Problem Description

You're given a scenario where a boy wants to buy ice cream bars on a hot summer day. There are n ice cream bars available at the store, each with a different price. You have an array costs of length n, where costs[i] represents the price of the i-th ice cream bar in coins.

The boy starts with a certain number of coins to spend, and his goal is to buy the maximum number of ice cream bars possible with the money he has. The key point is that he can purchase the ice cream bars in any order he wants.

Your task is to find and return the maximum number of ice cream bars the boy can buy with his available coins.

For example, if costs = [1, 3, 2, 4, 1] and coins = 7, the boy could buy ice cream bars costing 1, 1, 2, and 3 coins (total = 7 coins), giving him 4 ice cream bars in total.

The solution uses a greedy approach: to maximize the number of ice creams purchased, we should buy the cheapest ones first. By sorting the costs array in ascending order and then buying ice creams one by one starting from the cheapest until we run out of money, we can determine the maximum number of ice creams that can be bought.

The algorithm sorts the costs, then iterates through them, subtracting each cost from the available coins. When we encounter an ice cream that costs more than our remaining coins, we stop and return the count of ice creams bought so far. If we can afford all ice creams, we return the total length of the array.

Intuition

When we want to maximize the quantity of items we can buy with a fixed budget, the natural strategy is to prioritize cheaper items first. Think about it like shopping with limited money - if you want to buy as many items as possible, you'd pick the cheapest ones first.
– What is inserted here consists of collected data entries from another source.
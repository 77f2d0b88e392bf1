//! Dataset discovery for providers that publish an index page instead of a
//! single dataset URL.

use std::sync::OnceLock;

use regex::Regex;
use reqwest::{Client, Url};
use serde::{Deserialize, Serialize};
use tracing::{debug, instrument};

use storm_common::{ProviderSource, StormError, StormResult};

/// One dataset found on a provider's index page.
#[derive(Debug, Clone, PartialEq, Eq, Serialize, Deserialize)]
pub struct DiscoveredDataset {
    pub url: String,
    /// File name, used as the artifact label.
    pub label: String,
}

fn href_pattern() -> &'static Regex {
    static HREF: OnceLock<Regex> = OnceLock::new();
    HREF.get_or_init(|| {
        Regex::new(r#"(?i)href\s*=\s*["']([^"'#?]+)["']"#).expect("Invalid href pattern")
    })
}

/// Links in `html` whose file name matches `pattern`, resolved against
/// `base` and de-duplicated in page order.
pub fn matching_links(base: &Url, html: &str, pattern: &Regex) -> Vec<DiscoveredDataset> {
    let mut found: Vec<DiscoveredDataset> = Vec::new();

    for capture in href_pattern().captures_iter(html) {
        let Ok(url) = base.join(&capture[1]) else {
            continue;
        };
        let Some(label) = url
            .path_segments()
            .and_then(|mut segments| segments.next_back())
            .filter(|name| !name.is_empty())
            .map(String::from)
        else {
            continue;
        };

        if pattern.is_match(&label) && !found.iter().any(|d| d.url == url.as_str()) {
            found.push(DiscoveredDataset {
                url: url.to_string(),
                label,
            });
        }
    }

    found
}

/// Fetch the provider's index page and list the datasets its filename
/// pattern selects.
#[instrument(skip(client), fields(provider = %provider.name, url = %provider.url))]
pub async fn discover(client: &Client, provider: &ProviderSource) -> StormResult<Vec<DiscoveredDataset>> {
    let Some(expr) = provider.data_regex.as_deref() else {
        return Err(StormError::Configuration(format!(
            "Provider {} has no data regex to discover datasets with",
            provider.name
        )));
    };

    let pattern = Regex::new(expr).map_err(|e| {
        StormError::Configuration(format!("Provider {} has an invalid data regex: {}", provider.name, e))
    })?;
    let base = Url::parse(&provider.url)
        .map_err(|e| StormError::Configuration(format!("Provider {} url: {}", provider.name, e)))?;

    let html = client
        .get(base.clone())
        .send()
        .await
        .and_then(|r| r.error_for_status())
        .map_err(|e| StormError::Network(format!("Failed to list {}: {}", base, e)))?
        .text()
        .await
        .map_err(|e| StormError::Network(format!("Failed to read {}: {}", base, e)))?;

    let found = matching_links(&base, &html, &pattern);
    debug!(count = found.len(), "Discovered datasets");
    Ok(found)
}

#[cfg(test)]
mod tests {
    use super::*;

    const INDEX: &str = r#"<html><body>
<a href="../">Parent</a>
<a href="42001h2017.txt.gz">42001h2017.txt.gz</a>
<a HREF='42002h2017.txt.gz'>42002h2017.txt.gz</a>
<a href="/data/historical/42003h2016.txt.gz">old</a>
<a href="42001h2017.txt.gz?download=1">dup with query</a>
<a href="https://mirror.example.org/data/42035h2017.txt.gz">mirror</a>
</body></html>"#;

    #[test]
    fn test_links_are_filtered_resolved_and_deduplicated() {
        let base = Url::parse("https://www.ndbc.example.org/data/historical/stdmet/").unwrap();
        let pattern = Regex::new(r"^\d{5}h2017\.txt\.gz$").unwrap();

        let found = matching_links(&base, INDEX, &pattern);
        let urls: Vec<&str> = found.iter().map(|d| d.url.as_str()).collect();
        assert_eq!(
            urls,
            vec![
                "https://www.ndbc.example.org/data/historical/stdmet/42001h2017.txt.gz",
                "https://www.ndbc.example.org/data/historical/stdmet/42002h2017.txt.gz",
                "https://mirror.example.org/data/42035h2017.txt.gz",
            ]
        );
        assert_eq!(found[0].label, "42001h2017.txt.gz");
    }
}
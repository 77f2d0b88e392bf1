//! Checks applied to a model-output upload before anything is mutated.

use storage::Storage;
use storm_common::{ArchiveSettings, ModelRun, StoragePath, StormError, StormResult};

/// Validate an uploaded model-output path for `run`.
///
/// The run must not be extracted yet, `submitted` must equal the canonical
/// upload path (storage-relative or in the backend's absolute form) and the
/// object must exist. Returns the storage-relative path.
pub async fn validate_model_output(
    settings: &ArchiveSettings,
    storage: &dyn Storage,
    storm: &str,
    run: &ModelRun,
    submitted: &str,
) -> StormResult<String> {
    if run.model_output_snapshot_extracted {
        return Err(StormError::Validation(
            "Cannot be updated since the model output has already been processed".to_string(),
        ));
    }

    let expected = StoragePath::model_output_upload(settings, storm, run);
    if submitted != expected && submitted != storage.path(&expected) {
        return Err(StormError::Validation(format!(
            "'model_output_snapshot' should equal '{}'",
            expected
        )));
    }

    if !storage.exists(&expected).await? {
        return Err(StormError::Validation(format!(
            "{} does not exist in storage",
            expected
        )));
    }

    Ok(expected)
}

#[cfg(test)]
mod tests {
    use super::*;
    use storage::{LocalStorage, LocalStorageConfig};
    use test_utils::fixtures;

    async fn stage_upload(storage: &dyn Storage, path: &str) {
        storage.write(path, b"tgz".to_vec().into()).await.unwrap();
    }

    fn local(root: &std::path::Path) -> LocalStorage {
        LocalStorage::new(&LocalStorageConfig {
            root: root.to_path_buf(),
            media_url: "/media/".to_string(),
        })
        .unwrap()
    }

    #[tokio::test]
    async fn test_canonical_existing_upload_is_accepted() {
        let dir = tempfile::tempdir().unwrap();
        let storage = local(dir.path());
        let settings = ArchiveSettings::default();
        let run = fixtures::model_run(68, &fixtures::storm());

        stage_upload(&storage, "Harvey/upload/v68.tgz").await;
        let path = validate_model_output(&settings, &storage, "Harvey", &run, "Harvey/upload/v68.tgz")
            .await
            .unwrap();
        assert_eq!(path, "Harvey/upload/v68.tgz");

        let absolute = storage.path("Harvey/upload/v68.tgz");
        assert!(validate_model_output(&settings, &storage, "Harvey", &run, &absolute)
            .await
            .is_ok());
    }

    #[tokio::test]
    async fn test_wrong_version_is_rejected() {
        let dir = tempfile::tempdir().unwrap();
        let storage = local(dir.path());
        let run = fixtures::model_run(68, &fixtures::storm());

        stage_upload(&storage, "Harvey/upload/v67.tgz").await;
        let err = validate_model_output(
            &ArchiveSettings::default(),
            &storage,
            "Harvey",
            &run,
            "Harvey/upload/v67.tgz",
        )
        .await
        .unwrap_err();
        assert!(matches!(err, StormError::Validation(_)));
    }

    #[tokio::test]
    async fn test_missing_upload_is_rejected() {
        let dir = tempfile::tempdir().unwrap();
        let storage = local(dir.path());
        let run = fixtures::model_run(68, &fixtures::storm());

        let err = validate_model_output(
            &ArchiveSettings::default(),
            &storage,
            "Harvey",
            &run,
            "Harvey/upload/v68.tgz",
        )
        .await
        .unwrap_err();
        assert!(err.to_string().contains("does not exist"));
    }

    #[tokio::test]
    async fn test_extracted_run_is_rejected() {
        let dir = tempfile::tempdir().unwrap();
        let storage = local(dir.path());
        let mut run = fixtures::model_run(68, &fixtures::storm());
        run.model_output_snapshot_extracted = true;

        stage_upload(&storage, "Harvey/upload/v68.tgz").await;
        let err = validate_model_output(
            &ArchiveSettings::default(),
            &storage,
            "Harvey",
            &run,
            "Harvey/upload/v68.tgz",
        )
        .await
        .unwrap_err();
        assert!(err.to_string().contains("already been processed"));
    }
}
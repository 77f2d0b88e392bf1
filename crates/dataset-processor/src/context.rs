//! Per-job processor binding: which storm, requirement and provider a fetch
//! serves, where its artifact lands, and how its HTTP session is configured.

use std::path::{Path, PathBuf};
use std::time::Duration;

use reqwest::Client;
use serde::{Deserialize, Serialize};

use storm_common::{
    ArchiveSettings, CategoryRequirement, ProcessorParams, ProviderSource, StoragePath,
    StormEvent,
};

use crate::error::ProcessorResult;

/// File name used when a job carries no label.
pub const DEFAULT_LABEL: &str = "data";

/// Network timeouts applied to every provider call.
#[derive(Debug, Clone, Copy)]
pub struct HttpSettings {
    /// Connection establishment ceiling
    pub connect_timeout: Duration,
    /// Whole-request ceiling, body transfer included
    pub request_timeout: Duration,
}

impl Default for HttpSettings {
    fn default() -> Self {
        Self {
            connect_timeout: Duration::from_secs(10),
            request_timeout: Duration::from_secs(10),
        }
    }
}

impl HttpSettings {
    /// Build a client with certificate verification set per job.
    pub fn client(&self, verify_tls: bool) -> ProcessorResult<Client> {
        let client = Client::builder()
            .connect_timeout(self.connect_timeout)
            .timeout(self.request_timeout)
            .danger_accept_invalid_certs(!verify_tls)
            .build()?;
        Ok(client)
    }
}

/// Everything a processor is bound to for one fetch.
#[derive(Debug, Clone)]
pub struct ProcessorContext {
    pub storm: StormEvent,
    pub requirement: CategoryRequirement,
    pub provider: ProviderSource,
    pub url: String,
    pub label: Option<String>,
    pub group: Option<String>,
    pub params: ProcessorParams,
    pub settings: ArchiveSettings,
    pub http: HttpSettings,
}

impl ProcessorContext {
    /// Staging directory of this storm/category pair.
    pub fn staging_dir(&self) -> PathBuf {
        StoragePath::staging_category(&self.settings, &self.storm.name, &self.requirement.name)
    }

    /// Artifact path: the provider's directory under the category staging
    /// dir, optional group dir, label plus optional extension.
    pub fn output_path(&self, extension: Option<&str>) -> PathBuf {
        let mut path = StoragePath::staging_provider(
            &self.settings,
            &self.storm.name,
            &self.requirement.name,
            self.provider.id,
        );
        if let Some(group) = self.group.as_deref().filter(|g| !g.is_empty()) {
            path.push(group);
        }

        let label = self
            .label
            .as_deref()
            .filter(|l| !l.is_empty())
            .unwrap_or(DEFAULT_LABEL);
        match extension {
            Some(ext) => path.push(format!("{}.{}", label, ext)),
            None => path.push(label),
        }
        path
    }

    /// Create the staging directory and the artifact's parent directory.
    pub fn prepare(&self, output_path: &Path) -> ProcessorResult<()> {
        std::fs::create_dir_all(self.staging_dir())?;
        if let Some(parent) = output_path.parent() {
            std::fs::create_dir_all(parent)?;
        }
        Ok(())
    }

    /// HTTP client honouring this job's TLS verification flag.
    pub fn client(&self) -> ProcessorResult<Client> {
        self.http.client(self.params.verify_tls())
    }

    pub fn summary(&self, output_path: &Path, success: bool) -> ProcessorSummary {
        ProcessorSummary {
            output_path: output_path.to_path_buf(),
            url: self.url.clone(),
            label: self.label.clone().unwrap_or_else(|| DEFAULT_LABEL.to_string()),
            group: self.group.clone(),
            storm: self.storm.to_string(),
            category: self.requirement.to_string(),
            provider: self.provider.to_string(),
            success,
        }
    }
}

/// Serializable report of one processor run.
#[derive(Debug, Clone, PartialEq, Serialize, Deserialize)]
pub struct ProcessorSummary {
    pub output_path: PathBuf,
    pub url: String,
    pub label: String,
    pub group: Option<String>,
    pub storm: String,
    pub category: String,
    pub provider: String,
    pub success: bool,
}
//! Gzipped tar snapshots of staging directories and model output.
//!
//! Everything here is blocking; callers run it under `spawn_blocking`.

use std::fs::File;
use std::path::Path;

use flate2::read::GzDecoder;
use flate2::write::GzEncoder;
use flate2::Compression;
use tracing::debug;

use storm_common::{StormError, StormResult};

/// Archive `source` into `archive` with its contents under `arcname/`.
pub fn create_archive(source: &Path, arcname: &str, archive: &Path) -> StormResult<()> {
    if !source.is_dir() {
        return Err(StormError::NotFound(format!(
            "staging directory {}",
            source.display()
        )));
    }

    let file = File::create(archive)?;
    let mut builder = tar::Builder::new(GzEncoder::new(file, Compression::default()));
    builder.append_dir_all(arcname, source)?;
    builder.into_inner()?.finish()?;

    debug!(source = %source.display(), archive = %archive.display(), "Created archive");
    Ok(())
}

/// Unpack `archive` into `destination`.
pub fn extract_archive(archive: &Path, destination: &Path) -> StormResult<()> {
    std::fs::create_dir_all(destination)?;
    let file = File::open(archive)?;
    tar::Archive::new(GzDecoder::new(file)).unpack(destination)?;

    debug!(archive = %archive.display(), destination = %destination.display(), "Extracted archive");
    Ok(())
}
This is a classic greedy problem. The key insight is that since we can buy ice creams in any order and our goal is to maximize the count (not the total value or any other metric), we should always choose the least expensive options available.

Why does this greedy approach work? Consider any optimal solution where we bought k ice creams. If we didn't buy them in order from cheapest to most expensive, we could swap a more expensive ice cream we bought with a cheaper one we didn't buy. This swap would either:

1. Allow us to buy the same number of ice creams with money left over
2. Allow us to potentially buy even more ice creams with the saved money

Therefore, sorting the costs and buying from cheapest to most expensive guarantees we get the maximum count.

The implementation becomes straightforward: sort the costs array, then iterate through it, keeping track of our remaining coins. We keep buying ice creams (subtracting their cost from our coins) until we encounter one we can't afford. The number of ice creams we've bought at that point is our answer. If we can afford all of them, we return the total count.

Learn more about Greedy and Sorting patterns.

Solution Approach

The solution implements a greedy algorithm with sorting to maximize the number of ice creams purchased.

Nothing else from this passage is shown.